My favorite movie is Raiders of the Lost Ark.  My parents dragged me to it when I was six years old.  I say "dragged" because I wanted to see Clash of the Titans instead.  Based on the picture of Indiana Jones in the newspaper wearing a Middle Eastern headdress,* I feared that the movie was going to be an extension of Sunday School, which I was already mature enough to find boring.  Two hours after being forced against my will to go into one of the theaters on 29 in Charlottesville, I came dancing out, convinced that I had seen the best movie in the history of the world.  Three decades later, I will admit that there might be other movies of superior technical quality, but no movie has surpassed Raiders as my favorite.

* - Showing a similar mentality, my five-year old described our neighbors' nativity scene as "Jews, a camel, and a donkey."

One of Raiders' best aspects is that it is stuffed to the gills with iconic scenes.  Indy running away from the boulder.  Indy's travels being tracked by a red line on a map.  Indy shooting the swordsman in the Cairo market.*  The Ark melting the faces of Toht and Dietrich.  The Ark being buried in a government warehouse along with who knows what.** 

* - If there is a better 30-second metaphor for colonialism, I'd like to see it. OK, maybe the fact that the locals cheer the Westerner who uses technology to defeat the skilled, but outdated native cuts against my conclusion, but leave me my attempt to find meaning in a pulp classic.  Also, it's interesting to me that two of the best scenes in George Lucas-affiliated movies - the swordsman scene in Raiders and the "I love you." "I know." scene in Empire Strikes Back - were both improvised by Harrison Ford.

** - The perfect metaphor for government waste.

For me, the best scene in the entire movie is the Map Room.  Indy takes his right-sized staff into the Map Room at the right time, waits for the sun to hit the right spot, and then looks on with amazement as a brilliant beam of light strikes the location of the Well of the Souls.


Two qualities make the scene.  The first is John Williams' score, as the Ark's theme rises to an inspiring crescendo.  The second is Harrison Ford's expression of wonder at the show of light.  The cynicism of a world-weary archaeologist with the weathered leather jacket and fedora - the guy who said earlier in the movie " I don't believe in magic, a lot of superstitious hocus pocus. I'm going after a find of incredible historical significance, you're talking about the boogie man" - melts away now that he realizes that he is in the presence of the ethereal.  Steven Spielberg's movies are often noted for the moment of realization that his protagonists have.  (Think about Roy Scheider's face in Jaws when he realizes the size of the shark he's hunting, or Liam Neeson's face when he finally realizes the extent of the Final Solution and its effect on children in Schindler's List.)  The definitive moment of realization is Indy in the Map Room as his face changes to a wide-eyed gape.
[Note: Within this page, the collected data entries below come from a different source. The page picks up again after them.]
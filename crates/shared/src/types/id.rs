//! Typed IDs for type-safe entity references.
//!
//! Using typed IDs prevents accidentally passing a `UserId` where an `ExpenseId` is expected.

use serde::{Deserialize, Serialize};
use uuid::Uuid;

/// Macro to generate typed ID wrappers.
macro_rules! typed_id {
    ($name:ident, $doc:expr) => {
        #[doc = $doc]
        #[derive(Debug, Clone, Copy, PartialEq, Eq, PartialOrd, Ord, Hash, Serialize, Deserialize)]
        #[serde(transparent)]
        pub struct $name(pub Uuid);

        impl $name {
            /// Creates a new random ID using UUID v7 (time-ordered).
            #[must_use]
            pub fn new() -> Self {
                Self(Uuid::now_v7())
            }

            /// Creates an ID from an existing UUID.
            #[must_use]
            pub const fn from_uuid(uuid: Uuid) -> Self {
                Self(uuid)
            }

            /// Returns the inner UUID.
            #[must_use]
            pub const fn into_inner(self) -> Uuid {
                self.0
            }
        }

        impl Default for $name {
            fn default() -> Self {
                Self::new()
            }
        }

        impl From<Uuid> for $name {
            fn from(uuid: Uuid) -> Self {
                Self(uuid)
            }
        }

        impl From<$name> for Uuid {
            fn from(id: $name) -> Self {
                id.0
            }
        }

        impl std::fmt::Display for $name {
            fn fmt(&self, f: &mut std::fmt::Formatter<'_>) -> std::fmt::Result {
                write!(f, "{}", self.0)
            }
        }

        impl std::str::FromStr for $name {
            type Err = uuid::Error;

            fn from_str(s: &str) -> Result<Self, Self::Err> {
                Ok(Self(Uuid::parse_str(s)?))
            }
        }
    };
}

typed_id!(UserId, "Unique identifier for a user.");
typed_id!(CompanyId, "Unique identifier for a company.");
typed_id!(ExpenseId, "Unique identifier for an expense.");
typed_id!(ApprovalFlowId, "Unique identifier for a sequential approval flow.");
typed_id!(ApprovalRuleId, "Unique identifier for a conditional approval rule.");
typed_id!(HistoryEntryId, "Unique identifier for an approval history entry.");
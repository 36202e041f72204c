//! Index of company users keyed by ID.
//!
//! Manager links are plain IDs resolved through the directory, so a broken
//! or cyclic hierarchy never turns into a dangling reference.

use std::collections::{HashMap, HashSet};

use reimburse_shared::types::{CompanyId, UserId};

use super::error::ApprovalError;
use super::model::User;

/// Arena of users addressed by ID.
#[derive(Debug, Clone, Default)]
pub struct UserDirectory {
    users: HashMap<UserId, User>,
}

impl UserDirectory {
    /// Creates an empty directory.
    #[must_use]
    pub fn new() -> Self {
        Self::default()
    }

    /// Inserts or replaces a user.
    pub fn insert(&mut self, user: User) {
        self.users.insert(user.id, user);
    }

    /// Looks up a user.
    #[must_use]
    pub fn get(&self, id: UserId) -> Option<&User> {
        self.users.get(&id)
    }

    /// Returns true if the user exists.
    #[must_use]
    pub fn contains(&self, id: UserId) -> bool {
        self.users.contains_key(&id)
    }

    /// Returns true if the user is an active manager or admin of `company_id`.
    ///
    /// Only such users can act on an expense, so anyone else is treated as
    /// a stale approver.
    #[must_use]
    pub fn can_approve(&self, id: UserId, company_id: CompanyId) -> bool {
        self.get(id)
            .is_some_and(|u| u.company_id == company_id && u.is_active && u.role.can_approve())
    }

    /// Number of users.
    #[must_use]
    pub fn len(&self) -> usize {
        self.users.len()
    }

    /// Returns true if the directory is empty.
    #[must_use]
    pub fn is_empty(&self) -> bool {
        self.users.is_empty()
    }

    /// Returns the user's manager, if both exist.
    #[must_use]
    pub fn manager_of(&self, id: UserId) -> Option<&User> {
        let manager_id = self.get(id)?.manager_id?;
        self.get(manager_id)
    }

    /// Returns true if making `manager_id` the manager of `user_id` would
    /// close a loop in the hierarchy.
    #[must_use]
    pub fn would_create_cycle(&self, user_id: UserId, manager_id: UserId) -> bool {
        let mut seen = HashSet::new();
        let mut cursor = Some(manager_id);

        while let Some(id) = cursor {
            if id == user_id {
                return true;
            }
            if !seen.insert(id) {
                // Pre-existing loop above `user_id`; it does not pass through them.
                return false;
            }
            cursor = self.get(id).and_then(|u| u.manager_id);
        }
        false
    }

    /// Checks that `manager_id` can be assigned as the manager of `user_id`.
    ///
    /// # Errors
    ///
    /// Returns `ApprovalError::Validation` when the manager is not an active
    /// manager or admin of the company, or the assignment would create a cycle.
    pub fn validate_manager_assignment(
        &self,
        user_id: UserId,
        company_id: CompanyId,
        manager_id: UserId,
    ) -> Result<(), ApprovalError> {
        if !self.can_approve(manager_id, company_id) {
            return Err(ApprovalError::Validation(
                "Manager must be an active manager or admin in the same company".to_string(),
            ));
        }
        if self.would_create_cycle(user_id, manager_id) {
            return Err(ApprovalError::Validation(
                "Manager assignment would create a reporting cycle".to_string(),
            ));
        }
        Ok(())
    }
}

impl FromIterator<User> for UserDirectory {
    fn from_iter<T: IntoIterator<Item = User>>(iter: T) -> Self {
        let mut directory = Self::new();
        for user in iter {
            directory.insert(user);
        }
        directory
    }
}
I had Indy's expression in mind when I read Tim Vickery's pieces about the lesson that Brazilians should take from the hiding that Santos took from Barcelona in Japan.  With the world title on the line, Santos brought in a team that had been strengthened after winning the Copa Libertadores and was led by two burgeoning stars: Neymar and Ganso.  With the Brazilian domestic league in good financial form after signing a lucrative TV deal and the currency doing well against the failing Euro, this seemed like the time for a Brazilian club side to show its strength against a European champion.  Instead, Barca won in embarrassingly comfortable fashion, breaking out to a 3-0 lead at the half and then coasting home.

Vickery, who has been preaching about the failings of modern Brazilian futebol for as long as I have been reading and listening to him, could have viewed the match as a confirmation of his hypothesis that Brazil has given up the ability to produce passing midfielders.  Here is what Vickery wrote for the BBC:
Like watching Muhammad Ali against some outgunned challenger, Barcelona's destruction of Santos was as joyful as it was clinical. Xavi, Andres Iniesta, Cesc Fabregas and Lionel Messi ran rings round Santos as if the Brazilians were traffic cones in a training exercise.
According to the dominant current of thought in Brazil in recent years, this sort of thing is not supposed to happen. The physical evolution of the game, it was thought, had made it impossible. In this modern football of reduced space, the central midfielders need to be six-footers, big and strong enough to win the 50-50 balls and protect the defence.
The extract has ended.